Even though he doesn’t need to, Sam Pittman does it every night.

He sets his alarm clock.

“My whole life, I’ve always woke up a minute or two before my alarm goes off,” he said. “I don’t know why it happens, but it just does.”

He’s an early riser, usually in his office no later than 6:30 a.m.

These days Pittman is more inspired than ever.

After 12 jobs as an assistant coach spanning four decades, he’s not about to waste his opportunity as a head coach.

Pittman is a humble man.

He’s a man of faith and prayer.

He adores his wife Jamie.

He loves every kid on his team and admires all of his coaches.

He has no baggage. The only knock on him is that he’s never been a head coach other than a short stint at a community college.

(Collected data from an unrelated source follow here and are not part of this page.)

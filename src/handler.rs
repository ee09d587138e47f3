//! Handler trait and type erasure.
//!
//! The router holds handlers of different concrete types in one
//! `HashMap<Method, Tree>`, so each handler is hidden behind
//! `Arc<dyn ErasedHandler>`:
//!
//! ```text
//! async fn list(store, req) -> Result<Response, ApiError>   ← route code
//!        ↓ with_state(Arc::clone(&store), list)
//! move |req| list(Arc::clone(&store), req)                  ← Fn(Request) -> Fut
//!        ↓ router.on(Method::Get, "/products", …)
//! Arc::new(FnHandler(closure))                              ← BoxedHandler
//!        ↓ at request time
//! Box::pin(async { closure(req).await.into_response() })    ← BoxFuture
//! ```
//!
//! Per request this costs one `Arc` clone and one virtual call.

use std::future::Future;
use std::pin::Pin;
use std::sync::Arc;

use crate::request::Request;
use crate::response::{IntoResponse, Response};

// ── Internal types ────────────────────────────────────────────────────────────

/// A heap-allocated, type-erased future that resolves to a [`Response`].
pub(crate) type BoxFuture = Pin<Box<dyn Future<Output = Response> + Send + 'static>>;

/// Internal dispatch interface.
///
/// `#[doc(hidden)] pub` rather than `pub(crate)` because it appears in the
/// return type of the public `Handler` trait's `into_boxed_handler` method.
#[doc(hidden)]
pub trait ErasedHandler {
    fn call(&self, req: Request) -> BoxFuture;
}

/// A type-erased handler shared across concurrent requests.
#[doc(hidden)]
pub type BoxedHandler = Arc<dyn ErasedHandler + Send + Sync + 'static>;

// ── Public Handler trait ──────────────────────────────────────────────────────

/// Implemented for every valid route handler.
///
/// Automatically satisfied for any function or closure shaped like
///
/// ```text
/// Fn(Request) -> impl Future<Output = impl IntoResponse>
/// ```
///
/// The trait is sealed: only the blanket impl below can satisfy it.
pub trait Handler: private::Sealed + Send + Sync + 'static {
    #[doc(hidden)]
    fn into_boxed_handler(self) -> BoxedHandler;
}

mod private {
    pub trait Sealed {}
}

// ── Blanket implementations ───────────────────────────────────────────────────

impl<F, Fut, R> private::Sealed for F
where
    F: Fn(Request) -> Fut + Send + Sync + 'static,
    Fut: Future<Output = R> + Send + 'static,
    R: IntoResponse + Send + 'static,
{
}

impl<F, Fut, R> Handler for F
where
    F: Fn(Request) -> Fut + Send + Sync + 'static,
    Fut: Future<Output = R> + Send + 'static,
    R: IntoResponse + Send + 'static,
{
    fn into_boxed_handler(self) -> BoxedHandler {
        Arc::new(FnHandler(self))
    }
}

/// Binds shared state into a two-argument handler.
///
/// Route functions take their dependencies as the first argument; this turns
/// `Fn(S, Request) -> Fut` into the `Fn(Request) -> Fut` the router stores,
/// cloning the shared state once per request.
///
/// ```rust,ignore
/// router.on(Method::Get, "/products", with_state(Arc::clone(&store), list))
/// ```
pub fn with_state<S, F, Fut, R>(state: S, f: F) -> impl Handler
where
    S: Clone + Send + Sync + 'static,
    F: Fn(S, Request) -> Fut + Send + Sync + 'static,
    Fut: Future<Output = R> + Send + 'static,
    R: IntoResponse + Send + 'static,
{
    move |req: Request| f(state.clone(), req)
}

// ── Concrete wrapper ──────────────────────────────────────────────────────────

/// Newtype bridging a concrete handler `F` into the trait-object world.
struct FnHandler<F>(F);

impl<F, Fut, R> ErasedHandler for FnHandler<F>
where
    F: Fn(Request) -> Fut + Send + Sync,
    Fut: Future<Output = R> + Send + 'static,
    R: IntoResponse + Send + 'static,
{
    fn call(&self, req: Request) -> BoxFuture {
        let fut = (self.0)(req);
        Box::pin(async move { fut.await.into_response() })
    }
}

Actually, the same is true about every head coach in the country. They were an assistant until someone gave them a shot.

During Pittman’s short tenure as a head coach, there never has been a doubt he’s got what it takes to be a head coach.

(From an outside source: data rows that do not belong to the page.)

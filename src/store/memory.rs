//! In-process store for local runs and tests.

use std::collections::BTreeMap;

use async_trait::async_trait;
use tokio::sync::RwLock;

use super::{ProductStore, StoreError, parse_id};
use crate::id::ObjectId;
use crate::product::{NewProduct, Product, ProductPatch};

/// Products kept in an ordered map behind an async lock. Each operation
/// holds the lock for its whole read-modify-write, so it is atomic.
#[derive(Default)]
pub struct MemoryStore {
    products: RwLock<BTreeMap<ObjectId, Product>>,
}

impl MemoryStore {
    pub fn new() -> Self {
        Self::default()
    }
}

#[async_trait]
impl ProductStore for MemoryStore {
    async fn create(&self, product: NewProduct) -> Result<Product, StoreError> {
        let product = Product::create(ObjectId::new(), product);
        self.products.write().await.insert(product.id, product.clone());
        Ok(product)
    }

    async fn list(&self) -> Result<Vec<Product>, StoreError> {
        Ok(self.products.read().await.values().cloned().collect())
    }

    async fn get(&self, id: &str) -> Result<Product, StoreError> {
        let id = parse_id(id)?;
        self.products.read().await.get(&id).cloned().ok_or(StoreError::NotFound)
    }

    async fn update(&self, id: &str, patch: ProductPatch) -> Result<Product, StoreError> {
        let id = parse_id(id)?;
        let mut products = self.products.write().await;
        let product = products.get_mut(&id).ok_or(StoreError::NotFound)?;
        product.apply(patch);
        Ok(product.clone())
    }

    async fn delete(&self, id: &str) -> Result<(), StoreError> {
        let id = parse_id(id)?;
        self.products.write().await.remove(&id).map(drop).ok_or(StoreError::NotFound)
    }

    async fn ping(&self) -> Result<(), StoreError> {
        Ok(())
    }
}
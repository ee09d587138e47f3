//! HTTP method as a typed enum.
//!
//! Covers the RFC 9110 methods a JSON resource API routes on. Anything else
//! (WebDAV verbs, `CONNECT`, `TRACE`) never matches a route and is answered
//! with `404 Not Found` before it reaches a handler.

use std::fmt;
use std::str::FromStr;

/// A routable HTTP method.
#[derive(Clone, Copy, Debug, Eq, Hash, PartialEq)]
pub enum Method {
    Delete,
    Get,
    Head,
    Options,
    Patch,
    Post,
    Put,
}

impl Method {
    /// Every routable method, in the order used for `allow` headers.
    pub(crate) const ALL: [Method; 7] = [
        Self::Delete,
        Self::Get,
        Self::Head,
        Self::Options,
        Self::Patch,
        Self::Post,
        Self::Put,
    ];

    /// Returns the uppercase wire representation (e.g. `"GET"`).
    pub fn as_str(self) -> &'static str {
        match self {
            Self::Delete  => "DELETE",
            Self::Get     => "GET",
            Self::Head    => "HEAD",
            Self::Options => "OPTIONS",
            Self::Patch   => "PATCH",
            Self::Post    => "POST",
            Self::Put     => "PUT",
        }
    }
}

/// Parses an uppercase method string (e.g. `"GET"`). Case-sensitive per RFC 9110 §9.1.
impl FromStr for Method {
    type Err = ();

    fn from_str(s: &str) -> Result<Self, Self::Err> {
        match s {
            "DELETE"  => Ok(Self::Delete),
            "GET"     => Ok(Self::Get),
            "HEAD"    => Ok(Self::Head),
            "OPTIONS" => Ok(Self::Options),
            "PATCH"   => Ok(Self::Patch),
            "POST"    => Ok(Self::Post),
            "PUT"     => Ok(Self::Put),
            _         => Err(()),
        }
    }
}

impl TryFrom<&http::Method> for Method {
    type Error = ();

    fn try_from(m: &http::Method) -> Result<Self, Self::Error> {
        m.as_str().parse()
    }
}

impl fmt::Display for Method {
    fn fmt(&self, f: &mut fmt::Formatter<'_>) -> fmt::Result {
        f.write_str(self.as_str())
    }
}

#[cfg(test)]
mod tests {
    use super::*;

    #[test]
    fn parses_known_methods_case_sensitively() {
        assert_eq!("PUT".parse::<Method>(), Ok(Method::Put));
        assert_eq!("put".parse::<Method>(), Err(()));
        assert_eq!("TRACE".parse::<Method>(), Err(()));
    }

    #[test]
    fn converts_from_http_method() {
        assert_eq!(Method::try_from(&http::Method::DELETE), Ok(Method::Delete));
        assert_eq!(Method::try_from(&http::Method::CONNECT), Err(()));
    }
}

He’s disciplined enough to wake up early every day. He’s also dedicated and tireless.

Most fans look back now at when he left Arkansas for Georgia, where he became associate head coach, and see that’s when the Razorbacks began to slide.

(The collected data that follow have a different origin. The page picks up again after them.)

//! Radix-tree request router.
//!
//! One tree per HTTP method. O(path-length) lookup. You register a path, you
//! get a handler.

use std::collections::HashMap;
use std::sync::Arc;

use bytes::Bytes;
use matchit::Router as MatchitRouter;
use tracing::debug;

use crate::handler::{BoxedHandler, Handler};
use crate::method::Method;
use crate::request::Request;
use crate::response::Response;
use crate::status::Status;

/// The application router.
///
/// Build it once at startup and hand it to [`Server::serve`](crate::Server::serve).
/// Each [`Router::on`] call returns `self` so registrations chain naturally.
pub struct Router {
    routes: HashMap<Method, MatchitRouter<BoxedHandler>>,
}

impl Router {
    pub fn new() -> Self {
        Self { routes: HashMap::new() }
    }

    /// Register a handler for a method + path pair. Returns `self` for chaining.
    ///
    /// Path parameters use `{name}` syntax; `req.param("name")` retrieves them:
    ///
    /// ```rust,no_run
    /// # use products_api::{Method, Request, Response, Router};
    /// # async fn get_product(_: Request) -> Response { Response::text("") }
    /// # async fn create_product(_: Request) -> Response { Response::text("") }
    /// Router::new()
    ///     .on(Method::Get,  "/products/{id}", get_product)
    ///     .on(Method::Post, "/products",      create_product);
    /// ```
    ///
    /// # Panics
    ///
    /// Panics if `path` is not a valid route or conflicts with one already
    /// registered for `method`. Routes are fixed at startup.
    pub fn on(mut self, method: Method, path: &str, handler: impl Handler) -> Self {
        self.routes
            .entry(method)
            .or_default()
            .insert(path, handler.into_boxed_handler())
            .unwrap_or_else(|e| panic!("invalid route `{path}`: {e}"));
        self
    }

    /// Routes one buffered request and produces its response.
    ///
    /// Unknown paths get `404`; a path registered only under other methods
    /// gets `405` with an `allow` header.
    pub async fn handle(&self, req: http::Request<Bytes>) -> Response {
        let (parts, body) = req.into_parts();
        let path = parts.uri.path().to_owned();

        let Ok(method) = Method::try_from(&parts.method) else {
            debug!(method = %parts.method, %path, "unroutable method");
            return not_found();
        };

        match self.lookup(method, &path) {
            Some((handler, params)) => {
                handler.call(Request::new(method, path, parts.headers, body, params)).await
            }
            None => {
                let allowed = self.allowed(&path);
                if allowed.is_empty() {
                    return not_found();
                }
                Response::builder()
                    .status(Status::MethodNotAllowed)
                    .header("allow", &allowed.join(", "))
                    .no_body()
            }
        }
    }

    fn lookup(&self, method: Method, path: &str) -> Option<(BoxedHandler, HashMap<String, String>)> {
        let tree = self.routes.get(&method)?;
        let matched = tree.at(path).ok()?;
        let handler = Arc::clone(matched.value);
        let params = matched.params.iter()
            .map(|(k, v)| (k.to_owned(), v.to_owned()))
            .collect();
        Some((handler, params))
    }

    fn allowed(&self, path: &str) -> Vec<&'static str> {
        Method::ALL.iter()
            .filter(|m| self.routes.get(*m).is_some_and(|tree| tree.at(path).is_ok()))
            .map(|m| m.as_str())
            .collect()
    }
}

impl Default for Router {
    fn default() -> Self { Self::new() }
}

fn not_found() -> Response {
    Response::builder()
        .status(Status::NotFound)
        .json(br#"{"error":{"code":"not_found","message":"no such route"}}"#.to_vec())
}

That was not a pretty divorce, but Pittman never went public about the shouting match between him and Bret Bielema. He still won’t.

Some who heard it have talked a little.

Apparently, Pittman was embarrassed for his players when they were brought to his home in hopes of persuading him to stay. He felt the players were used.

When Pittman was cleaning out his office the next day, Bielema indicated that he had made Pittman by giving him his chance to coach at Arkansas.

Pittman previously had coached at Tennessee, North Carolina, Kansas, Missouri and Oklahoma. Just weeks after Pittman arrived at Arkansas, Nick Saban tried to hire him at Alabama.

If he had stayed at Arkansas with Bielema, he probably wouldn’t be the head coach today.

Pittman’s reputation is spotless, and he is known as a great recruiter, teacher and motivator.

And his transition to a head coach has been seamless.

Athletic Director Hunter Yurachek and his search committee of administrator Jon Fagg and Steve Cox — a former Razorback and NFL standout as well as a board of trustees member — probably didn’t have Pittman at the top of their list when the search began.

It took one interview in the Pittman home — the day after Georgia lost in the SEC Championship Game to LSU — for all three to quickly see they were looking at a golden opportunity.

Pittman was offered the Arkansas job as soon as the interview ended.

It doesn’t matter who else was or was not interviewed. The Razorbacks got their man.

Pittman has been a stablizing force during the pandemic for his players, staff and the program.

Nothing seems to rattle Pittman, who had given up on getting an interview for the UA job. He and his wife had prayed and given thanks for the job he had, but Fagg called to tell him they were coming for the interview.

Opportunity arrived, and Pittman answered the knock.

He made the most of a shortened recruiting period and started focusing on the classes of 2021 and 2022.

He put together a top-shelf staff, including strength and conditioning coach Jamil Walker who was told, but already knew, that size matters in the SEC. Most of the players have added good weight without losing mobility.

Friday, the Razorbacks will have their first scrimmage. The first person in the stadium probably will be Sam Pittman.